For patients with painfully restricted spinal canals in their necks, this procedure immediately relieves pressure by creating more space for the spinal cord and roots.
The technique is often referred to as an "open door laminoplasty," since the back of the vertebrae is made to swing open like a door.
Laminaplasty - Step 1
The diagram at left shows one way to perform the laminaplasty. A cut is made of the lamina down the middle, then grooves are made at the edges of the lamina that allow the lamina to be hinged open. These cuts are shown in red in the diagram below. The compressed spinal cord is shown in blue.
When the lamina is opened in such a manner, it can be held open by using a spacer of bone as shown below. Note the free and expanded spinal cord (in blue).
Laminaplasty - Step 2
The result is a conversion of the area for the spinal cord from a small triangular area to a large rectangular area. This elegant reconstruction allows for the muscles to attach to the new lamina and to provide protection from direct trauma to the spinal cord and protection from the spine falling forward..
An incision is made on the back of the neck. A groove is cut down one side of the cervical vertebrae creating a hinge. The other side of the vertebrae is cut all the way through. The tips of the spinous processes are removed to create room for the bones to pull open like a door. The back of each vertebrae is bent open like a door on its hinge, taking pressure off the spinal cord and nerve roots. Small wedges made of bone are placed in the opened space of the door. The door of the vertebrae swings shut, and the wedges stop it from closing all the way. The spinal cord and the nerve roots rest comfortably behind the door.
In order to reduce the risk of post-operative instability and to avoid a fusion, some surgeons will recommend lifting the lamina on one side and leaving a hinge on the other side.

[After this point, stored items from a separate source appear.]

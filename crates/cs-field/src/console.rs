//! Command channel to the field solver.
//!
//! The solver reads one command per line and answers with free text that
//! ends at its prompt. Lines starting with `Error` are rejections.

use std::io::{Read, Write};
use std::path::{Path, PathBuf};
use std::process::{Child, ChildStdin, Command, Stdio};
use std::sync::Arc;
use std::sync::atomic::{AtomicBool, Ordering};
use std::sync::mpsc::{self, Receiver, RecvTimeoutError};
use std::thread;
use std::time::{Duration, Instant};

use tracing::{debug, info, warn};

use crate::error::{FieldError, FieldResult};

/// A synchronous command interface to a field solver.
pub trait SolverConsole {
    /// Send one command and return the solver's reply text.
    fn execute(&mut self, command: &str) -> FieldResult<String>;

    /// Directory the solver writes report and case files into.
    fn working_dir(&self) -> &Path;
}

impl<C: SolverConsole + ?Sized> SolverConsole for Box<C> {
    fn execute(&mut self, command: &str) -> FieldResult<String> {
        (**self).execute(command)
    }

    fn working_dir(&self) -> &Path {
        (**self).working_dir()
    }
}

/// Shared flag that aborts a readiness wait.
#[derive(Clone, Debug, Default)]
pub struct CancelToken(Arc<AtomicBool>);

impl CancelToken {
    pub fn new() -> Self {
        Self::default()
    }

    pub fn cancel(&self) {
        self.0.store(true, Ordering::SeqCst);
    }

    pub fn is_cancelled(&self) -> bool {
        self.0.load(Ordering::SeqCst)
    }
}

/// How to start the external solver and recognize that it is ready.
#[derive(Clone, Debug)]
pub struct LaunchSpec {
    pub program: String,
    pub args: Vec<String>,
    pub working_dir: PathBuf,
    /// Marker file the solver writes once it accepts commands; relative paths
    /// are resolved against `working_dir`.
    pub ready_marker: PathBuf,
    pub ready_token: String,
    pub poll_interval: Duration,
    pub startup_timeout: Option<Duration>,
    pub command_timeout: Duration,
    pub prompt: String,
}

impl LaunchSpec {
    pub fn new(program: impl Into<String>, working_dir: impl Into<PathBuf>) -> Self {
        Self {
            program: program.into(),
            args: Vec::new(),
            working_dir: working_dir.into(),
            ready_marker: PathBuf::from("aaS_FluentId.txt"),
            ready_token: "IOR:".to_string(),
            poll_interval: Duration::from_millis(200),
            startup_timeout: None,
            command_timeout: Duration::from_secs(600),
            prompt: ">".to_string(),
        }
    }

    pub fn marker_path(&self) -> PathBuf {
        if self.ready_marker.is_absolute() {
            self.ready_marker.clone()
        } else {
            self.working_dir.join(&self.ready_marker)
        }
    }
}

/// Poll `marker` every `poll_interval` until it contains `token`.
///
/// `alive` is called on every poll and may abort the wait, e.g. when the
/// solver process has already exited.
pub fn wait_for_ready_marker(
    marker: &Path,
    token: &str,
    poll_interval: Duration,
    timeout: Option<Duration>,
    cancel: &CancelToken,
    mut alive: impl FnMut() -> FieldResult<()>,
) -> FieldResult<()> {
    let start = Instant::now();
    loop {
        if cancel.is_cancelled() {
            return Err(FieldError::Cancelled);
        }
        if let Ok(text) = std::fs::read_to_string(marker)
            && text.contains(token)
        {
            debug!(marker = %marker.display(), waited_s = start.elapsed().as_secs_f64(), "ready marker found");
            return Ok(());
        }
        alive()?;
        if let Some(limit) = timeout
            && start.elapsed() >= limit
        {
            return Err(FieldError::ReadyTimeout {
                marker: marker.to_path_buf(),
                seconds: limit.as_secs_f64(),
            });
        }
        thread::sleep(poll_interval);
    }
}

/// Field solver running as a child process driven through stdin/stdout.
///
/// The process is killed when the console is dropped.
pub struct ProcessConsole {
    child: Child,
    stdin: ChildStdin,
    output: Receiver<String>,
    pending: String,
    working_dir: PathBuf,
    command_timeout: Duration,
    prompt: String,
}

impl ProcessConsole {
    /// Start the solver and block until it is ready for commands.
    pub fn launch(spec: &LaunchSpec, cancel: &CancelToken) -> FieldResult<Self> {
        let marker = spec.marker_path();
        match std::fs::remove_file(&marker) {
            Ok(()) => debug!(marker = %marker.display(), "removed stale ready marker"),
            Err(e) if e.kind() == std::io::ErrorKind::NotFound => {}
            Err(e) => return Err(FieldError::io(&marker)(e)),
        }

        let mut child = Command::new(&spec.program)
            .args(&spec.args)
            .current_dir(&spec.working_dir)
            .stdin(Stdio::piped())
            .stdout(Stdio::piped())
            .stderr(Stdio::null())
            .spawn()
            .map_err(|source| FieldError::Launch {
                program: spec.program.clone(),
                source,
            })?;

        let (stdin, stdout) = match (child.stdin.take(), child.stdout.take()) {
            (Some(stdin), Some(stdout)) => (stdin, stdout),
            _ => {
                let _ = child.kill();
                return Err(FieldError::Exited {
                    status: "standard streams unavailable".to_string(),
                });
            }
        };
        let (tx, rx) = mpsc::channel();
        thread::spawn(move || pump(stdout, tx));

        let mut console = Self {
            child,
            stdin,
            output: rx,
            pending: String::new(),
            working_dir: spec.working_dir.clone(),
            command_timeout: spec.command_timeout,
            prompt: spec.prompt.clone(),
        };

        info!(program = %spec.program, marker = %marker.display(), "waiting for field solver");
        wait_for_ready_marker(
            &marker,
            &spec.ready_token,
            spec.poll_interval,
            spec.startup_timeout,
            cancel,
            || console.check_alive(),
        )?;
        // discard the banner up to the first prompt
        let banner = console.read_reply("<startup>")?;
        debug!(bytes = banner.len(), "field solver ready");
        Ok(console)
    }

    fn check_alive(&mut self) -> FieldResult<()> {
        match self.child.try_wait() {
            Ok(Some(status)) => Err(FieldError::Exited {
                status: status.to_string(),
            }),
            Ok(None) => Ok(()),
            Err(e) => Err(FieldError::Exited {
                status: e.to_string(),
            }),
        }
    }

    fn read_reply(&mut self, command: &str) -> FieldResult<String> {
        let deadline = Instant::now() + self.command_timeout;
        loop {
            if let Some(reply) = take_reply(&mut self.pending, &self.prompt) {
                return Ok(reply);
            }
            let remaining = deadline.saturating_duration_since(Instant::now());
            match self.output.recv_timeout(remaining) {
                Ok(chunk) => self.pending.push_str(&chunk),
                Err(RecvTimeoutError::Timeout) => {
                    return Err(FieldError::Timeout {
                        command: command.to_string(),
                        seconds: self.command_timeout.as_secs_f64(),
                    });
                }
                Err(RecvTimeoutError::Disconnected) => {
                    self.check_alive()?;
                    return Err(FieldError::Exited {
                        status: "output closed".to_string(),
                    });
                }
            }
        }
    }
}

impl SolverConsole for ProcessConsole {
    fn execute(&mut self, command: &str) -> FieldResult<String> {
        debug!(command, "field command");
        writeln!(self.stdin, "{command}")
            .and_then(|()| self.stdin.flush())
            .map_err(|e| FieldError::Exited {
                status: e.to_string(),
            })?;
        let reply = self.read_reply(command)?;
        if let Some(line) = rejection(&reply) {
            return Err(FieldError::Rejected {
                command: command.to_string(),
                reply: line.to_string(),
            });
        }
        Ok(reply)
    }

    fn working_dir(&self) -> &Path {
        &self.working_dir
    }
}

impl Drop for ProcessConsole {
    fn drop(&mut self) {
        if let Ok(None) = self.child.try_wait() {
            if let Err(e) = self.child.kill() {
                warn!(error = %e, "failed to kill field solver");
            }
            let _ = self.child.wait();
        }
    }
}

fn pump(mut stdout: impl Read, tx: mpsc::Sender<String>) {
    let mut buf = [0u8; 4096];
    let mut carry = Vec::new();
    loop {
        match stdout.read(&mut buf) {
            Ok(0) | Err(_) => {
                if !carry.is_empty() {
                    let _ = tx.send(String::from_utf8_lossy(&carry).into_owned());
                }
                return;
            }
            Ok(n) => {
                let text = decode_chunk(&mut carry, &buf[..n]);
                if !text.is_empty() && tx.send(text).is_err() {
                    return;
                }
            }
        }
    }
}

/// Decode `bytes` after any bytes carried over from the previous read.
/// A multi-byte character cut off at the end stays in `carry`.
fn decode_chunk(carry: &mut Vec<u8>, bytes: &[u8]) -> String {
    carry.extend_from_slice(bytes);
    let split = carry.len() - incomplete_tail(carry.as_slice());
    let text = String::from_utf8_lossy(&carry[..split]).into_owned();
    carry.drain(..split);
    text
}

/// Length of a truncated UTF-8 sequence at the end of `bytes`, or 0.
fn incomplete_tail(bytes: &[u8]) -> usize {
    for back in 1..=bytes.len().min(3) {
        let b = bytes[bytes.len() - back];
        if b & 0xC0 == 0x80 {
            continue;
        }
        let needed = match b {
            0xC0..=0xDF => 2,
            0xE0..=0xEF => 3,
            0xF0..=0xF7 => 4,
            _ => 1,
        };
        return if needed > back { back } else { 0 };
    }
    0
}

/// Split off everything before the first line that is only the prompt.
fn take_reply(buffer: &mut String, prompt: &str) -> Option<String> {
    let prompt = prompt.trim();
    let mut start = 0;
    let mut found = None;
    for segment in buffer.split_inclusive('\n') {
        let end = start + segment.len();
        if segment.trim() == prompt {
            found = Some((start, end));
            break;
        }
        start = end;
    }
    let (start, end) = found?;
    let reply = buffer[..start].to_string();
    buffer.drain(..end);
    Some(reply)
}

/// First reply line the solver marked as an error.
pub(crate) fn rejection(reply: &str) -> Option<&str> {
    reply
        .lines()
        .map(str::trim_start)
        .find(|line| line.starts_with("Error"))
}

#[cfg(test)]
mod tests {
    use super::*;

    #[test]
    fn character_split_across_reads_is_kept_whole() {
        let bytes = "wall-floor 4.5 °C\n>\n".as_bytes();
        let cut = bytes.iter().position(|b| *b == 0xC2).unwrap() + 1;
        let mut carry = Vec::new();
        let mut text = decode_chunk(&mut carry, &bytes[..cut]);
        assert_eq!(carry.len(), 1);
        text.push_str(&decode_chunk(&mut carry, &bytes[cut..]));
        assert!(carry.is_empty());
        assert_eq!(text, "wall-floor 4.5 °C\n>\n");
        assert!(!text.contains('\u{FFFD}'));
    }

    #[test]
    fn pump_reassembles_characters_from_single_byte_reads() {
        struct Trickle<'a>(&'a [u8]);
        impl Read for Trickle<'_> {
            fn read(&mut self, buf: &mut [u8]) -> std::io::Result<usize> {
                let n = self.0.len().min(1).min(buf.len());
                buf[..n].copy_from_slice(&self.0[..n]);
                self.0 = &self.0[n..];
                Ok(n)
            }
        }
        let (tx, rx) = mpsc::channel();
        pump(Trickle("T 293 \u{2103}\n".as_bytes()), tx);
        let text: String = rx.iter().collect();
        assert_eq!(text, "T 293 \u{2103}\n");
    }

    #[test]
    fn reply_ends_at_prompt_line() {
        let mut buf = String::from("line one\nline two\n>\nnext");
        assert_eq!(take_reply(&mut buf, ">").as_deref(), Some("line one\nline two\n"));
        assert_eq!(buf, "next");
    }

    #[test]
    fn prompt_without_trailing_newline() {
        let mut buf = String::from("done\n> ");
        assert_eq!(take_reply(&mut buf, "> ").as_deref(), Some("done\n"));
        assert!(buf.is_empty());
    }

    #[test]
    fn incomplete_reply_waits() {
        let mut buf = String::from("partial -> not a prompt\n");
        assert_eq!(take_reply(&mut buf, ">"), None);
        assert_eq!(buf, "partial -> not a prompt\n");
    }

    #[test]
    fn error_lines_are_rejections() {
        assert_eq!(rejection("ok\n  Error: invalid zone\n"), Some("Error: invalid zone"));
        assert_eq!(rejection("no errors here\n"), None);
    }

    #[test]
    fn marker_relative_to_working_dir() {
        let spec = LaunchSpec::new("solver", "/tmp/run/field");
        assert_eq!(spec.marker_path(), PathBuf::from("/tmp/run/field/aaS_FluentId.txt"));
        assert_eq!(spec.poll_interval, Duration::from_millis(200));
    }

    #[test]
    fn cancelled_wait_stops() {
        let cancel = CancelToken::new();
        cancel.cancel();
        let err = wait_for_ready_marker(
            Path::new("/nonexistent/marker"),
            "IOR:",
            Duration::from_millis(1),
            None,
            &cancel,
            || Ok(()),
        )
        .unwrap_err();
        assert!(matches!(err, FieldError::Cancelled));
        assert_eq!(err.class(), cs_core::FailureClass::Connection);
    }

    #[test]
    fn wait_times_out_without_marker() {
        let err = wait_for_ready_marker(
            Path::new("/nonexistent/marker"),
            "IOR:",
            Duration::from_millis(5),
            Some(Duration::from_millis(20)),
            &CancelToken::new(),
            || Ok(()),
        )
        .unwrap_err();
        assert!(matches!(err, FieldError::ReadyTimeout { .. }));
    }
}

The advantage of this technique is that it increases the size of the canal but leaves the posterior tether that helps keep the spine stable.
The disadvantage is that it may not be as easy to decompress the nerves on both sides as they exit the foramen.

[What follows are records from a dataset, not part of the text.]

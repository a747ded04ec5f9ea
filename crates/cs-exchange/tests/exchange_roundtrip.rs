//! Model -> field -> model through an identity mapping reproduces the sources.

use std::collections::HashMap;

use cs_exchange::{FieldValue, VariableExchangeMap};

#[test]
fn identity_round_trip_reproduces_sources() {
    let model: HashMap<String, f64> = HashMap::from([
        ("supply.v".to_string(), 0.75),
        ("supply.T".to_string(), 291.15),
        ("exhaust.m".to_string(), -0.09),
    ]);

    let outbound =
        VariableExchangeMap::configure("supply.v inlet.v;supply.T inlet.T;exhaust.m outlet.m", "")
            .unwrap();
    let payload = outbound
        .resolve_model_to_field(|name| model.get(name).copied().ok_or(()))
        .unwrap();

    // The field side stores what it was given.
    let field: HashMap<String, f64> = payload.iter().map(|(k, v)| (k.to_string(), v)).collect();

    let inbound =
        VariableExchangeMap::configure("", "inlet.v supply.v;inlet.T supply.T;outlet.m exhaust.m")
            .unwrap();
    let back = inbound
        .resolve_field_to_model(|name| field.get(name).map(|v| FieldValue::Scalar(*v)).ok_or(()))
        .unwrap();

    for (name, value) in &model {
        assert_eq!(back.get(name), Some(*value), "{name} changed in round trip");
    }
}
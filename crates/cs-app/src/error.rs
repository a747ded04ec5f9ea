//! Error types for the cs-app service layer.

use std::path::PathBuf;

use cs_core::FailureClass;

/// Application error wrapping every backend error, so front ends see one type.
#[derive(Debug, thiserror::Error)]
pub enum AppError {
    #[error(transparent)]
    Project(#[from] cs_project::ProjectError),

    #[error(transparent)]
    Exchange(#[from] cs_exchange::ExchangeError),

    #[error(transparent)]
    Model(#[from] cs_model::ModelError),

    #[error(transparent)]
    Field(#[from] cs_field::FieldError),

    #[error(transparent)]
    Simulation(#[from] cs_sim::SimError),

    #[error(transparent)]
    Results(#[from] cs_results::ResultsError),

    #[error("Failed to create run directory {path}")]
    Workspace {
        path: PathBuf,
        source: std::io::Error,
    },

    #[error("Invalid input: {0}")]
    InvalidInput(String),

    #[error("I/O error: {0}")]
    Io(#[from] std::io::Error),
}

/// Result type for cs-app operations.
pub type AppResult<T> = Result<T, AppError>;

impl AppError {
    pub fn class(&self) -> FailureClass {
        match self {
            AppError::Project(e) => e.class(),
            AppError::Exchange(e) => e.class(),
            AppError::Model(e) => e.class(),
            AppError::Field(e) => e.class(),
            AppError::Simulation(e) => e.class(),
            AppError::Results(e) => e.class(),
            AppError::Workspace { .. } | AppError::Io(_) => FailureClass::Internal,
            AppError::InvalidInput(_) => FailureClass::Config,
        }
    }

    /// `"<Class>: <message>"`, the form shown to users.
    pub fn status(&self) -> String {
        self.class().status(self)
    }
}
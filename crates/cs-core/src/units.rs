//! SI quantities used for supply-air conversions.

use uom::si::area::square_meter;
use uom::si::f64::{Area, MassDensity, MassRate, Pressure, Velocity};
use uom::si::mass_density::kilogram_per_cubic_meter;
use uom::si::velocity::meter_per_second;

pub type Density = MassDensity;

pub fn m2(v: f64) -> Area {
    Area::new::<square_meter>(v)
}

pub fn kgpm3(v: f64) -> Density {
    Density::new::<kilogram_per_cubic_meter>(v)
}

pub fn mps(v: f64) -> Velocity {
    Velocity::new::<meter_per_second>(v)
}

/// Mass flow through an opening of area `area` at face velocity `v`.
pub fn volumetric_mass_flow(rho: Density, v: Velocity, area: Area) -> MassRate {
    rho * v * area
}

/// Dynamic pressure `0.5·ρ·v²`.
pub fn dynamic_pressure(rho: Density, v: Velocity) -> Pressure {
    0.5 * rho * v * v
}

pub mod constants {
    /// Density of air used for supply-flow conversions (kg/m³).
    pub const RHO_AIR_KG_M3: f64 = 1.2;
    /// Specific heat of air at constant pressure (J/(kg·K)).
    pub const CP_AIR_J_KG_K: f64 = 1006.0;
    /// Gravity along the solver's y axis (m/s²).
    pub const G0_MPS2: f64 = 9.8;
}

#[cfg(test)]
mod tests {
    use super::*;
    use uom::si::mass_rate::kilogram_per_second;
    use uom::si::pressure::pascal;

    #[test]
    fn supply_mass_flow() {
        let mdot = volumetric_mass_flow(kgpm3(1.2), mps(2.0), m2(0.1));
        assert!((mdot.get::<kilogram_per_second>() - 0.24).abs() < 1e-12);
    }

    #[test]
    fn dynamic_pressure_of_supply_jet() {
        let p = dynamic_pressure(kgpm3(1.2), mps(2.0));
        assert!((p.get::<pascal>() - 2.4).abs() < 1e-12);
    }
}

A laminectomy or laminaplasty may not be successful in releasing compression on the spinal cord if the spine is not in lordosis (normal swayback). In such a case, anterior cervical corpectomy may be necessary to treat the spinal cord compression.
As with cervical corpectomy (also done for cervical stenosis with myelopathy) the principal risk is deterioration in neurological functioning after the surgery.

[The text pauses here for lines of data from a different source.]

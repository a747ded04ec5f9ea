//! Integration test: room with a hysteresis heater driven through a ModelSession.
//!
//! State events come from event indicator sign changes; time events come from
//! a supply schedule. The loop mirrors what the co-simulation driver does.

use std::path::PathBuf;

use cs_core::{EVENT_TIME_TOL, FailureClass, sign_changed};
use cs_model::{ModelError, ModelMode, ModelSession};

const THERMOSTAT: &str = r#"
name: thermostat_room
states:
  - { name: room.T, start: 293.0, capacitance: 1000.0 }
inputs:
  - { name: ambient.T, value: 270.0 }
links:
  - { state: room.T, other: ambient.T, ua: 10.0 }
gains:
  - { state: room.T, source: heater.Q }
switches:
  - name: heater.on
    monitor: room.T
    on_below: 292.0
    off_above: 294.0
    output: heater.Q
    on_value: 500.0
"#;

fn write_model(file_name: &str, content: &str) -> PathBuf {
    let dir = std::env::temp_dir().join(format!("cs_model_it_{}", std::process::id()));
    std::fs::create_dir_all(&dir).unwrap();
    let path = dir.join(file_name);
    std::fs::write(&path, content).unwrap();
    path
}

#[test]
fn heater_cycles_inside_hysteresis_band() {
    let path = write_model("thermostat.yaml", THERMOSTAT);
    let mut session = ModelSession::load(&path).unwrap();
    session.setup(0.0, &[] as &[&str], &[]).unwrap();
    session.enter_initialization_mode().unwrap().finish().unwrap();
    session.enter_continuous_time_mode().unwrap();

    let h = 0.1;
    let mut z = session.event_indicators().unwrap();
    let mut toggles = 0;
    let mut t_min = f64::MAX;
    let mut t_max = f64::MIN;

    while session.time() < 200.0 - EVENT_TIME_TOL {
        let dx = session.derivatives().unwrap();
        session.advance(h, &dx).unwrap();
        let z_new = session.event_indicators().unwrap();
        if sign_changed(&z, &z_new) {
            session.enter_event_mode().unwrap();
            session.resolve_discrete_states(10).unwrap();
            session.enter_continuous_time_mode().unwrap();
            toggles += 1;
            z = session.event_indicators().unwrap();
        } else {
            z = z_new;
        }
        let temp = session.get_real("room.T").unwrap();
        t_min = t_min.min(temp);
        t_max = t_max.max(temp);
    }

    assert!((session.time() - 200.0).abs() < 1e-6);
    assert!(toggles >= 4, "expected repeated switching, got {toggles}");
    // one Euler step of overshoot at most
    assert!(t_min > 291.9, "min {t_min}");
    assert!(t_max < 294.1, "max {t_max}");
}

#[test]
fn schedule_points_arrive_as_time_events() {
    let path = write_model(
        "schedule.json",
        r#"{
            "name": "scheduled_supply",
            "states": [{ "name": "room.T", "start": 290.0, "capacitance": 50.0 }],
            "inputs": [{ "name": "supply.T", "value": 290.0 }],
            "links": [{ "state": "room.T", "other": "supply.T", "ua": 5.0 }],
            "schedules": [{ "input": "supply.T", "points": [[2.5, 300.0], [4.0, 285.0]] }],
            "stop_time": 6.0
        }"#,
    );
    let mut session = ModelSession::load(&path).unwrap();
    session.setup(0.0, &["supply.T"], &[290.0]).unwrap();
    session.enter_initialization_mode().unwrap().finish().unwrap();
    session.enter_continuous_time_mode().unwrap();

    let mut seen = Vec::new();
    while !session.terminate_simulation() {
        let t = session.time();
        let next = session.event_info().next_event_time.unwrap_or(f64::INFINITY);
        let h = (t + 1.0).min(next) - t;
        let dx = session.derivatives().unwrap();
        session.advance(h, &dx).unwrap();
        if (session.time() - next).abs() <= EVENT_TIME_TOL {
            session.enter_event_mode().unwrap();
            session.resolve_discrete_states(10).unwrap();
            session.enter_continuous_time_mode().unwrap();
            seen.push((session.time(), session.get_real("supply.T").unwrap()));
        }
    }

    assert_eq!(seen.len(), 3);
    assert!((seen[0].0 - 2.5).abs() < 1e-9);
    assert_eq!(seen[0].1, 300.0);
    assert!((seen[1].0 - 4.0).abs() < 1e-9);
    assert_eq!(seen[1].1, 285.0);
    assert!((seen[2].0 - 6.0).abs() < 1e-9);

    session.terminate().unwrap();
    assert_eq!(session.mode(), ModelMode::Terminated);
}

#[test]
fn missing_model_file_is_a_load_failure() {
    let err = ModelSession::load(std::path::Path::new("/nonexistent/model.yaml")).err().unwrap();
    assert!(matches!(err, ModelError::Load { .. }));
    assert_eq!(err.class(), FailureClass::Load);
}

#[test]
fn malformed_definition_is_a_load_failure() {
    let path = write_model(
        "broken.yaml",
        "name: broken\nlinks: [{ state: nowhere, other: also_nowhere, ua: 1.0 }]\n",
    );
    let err = ModelSession::load(&path).err().unwrap();
    assert_eq!(err.class(), FailureClass::Load);
    assert!(err.to_string().contains("nowhere"), "{err}");
}
//! Lightweight wall-clock timing for run summaries.

use std::time::Instant;

/// A simple timer that measures elapsed time.
pub struct Timer {
    label: &'static str,
    start: Instant,
}

impl Timer {
    /// Create and start a new timer with the given label.
    pub fn start(label: &'static str) -> Self {
        Self {
            label,
            start: Instant::now(),
        }
    }

    pub fn label(&self) -> &'static str {
        self.label
    }

    /// Elapsed seconds without stopping the timer.
    pub fn elapsed_s(&self) -> f64 {
        self.start.elapsed().as_secs_f64()
    }

    /// Stop the timer and return elapsed time in seconds.
    pub fn stop(self) -> f64 {
        self.elapsed_s()
    }
}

potential risks include : -
- Dural tear (cerebrospinal fluid leak)
- < 1% infection rate
- Increased pain
- "collapse" of the hinge
- Instability in the spinal column
- Progressive kyphosis
If the surgery simply prevents progression of the spinal cord damage (myelopathy) and there is no loss of function due to the surgery, both the patient and surgeon should consider it successful.
Patients will feel some pain after surgery, especially at the incision site. While tingling sensations or numbness is common, and should lessen over time, they should be reported to the doctor. Most patients are encouraged to be up and moving around within a few hours after surgery. After surgery, your doctor will give you instructions on when you can resume your normal daily activities.
Signs of infection like swelling, redness or draining at the incision site, and fever should be checked out by the surgeon immediately. Keep in mind, the amount of time it takes to return to normal activities is different for every patient. Discomfort should decrease a little each day. Most patients will benefit from a postoperative exercise program or supervised physical therapy after surgery. You should ask your doctor about exercises to help with recovery.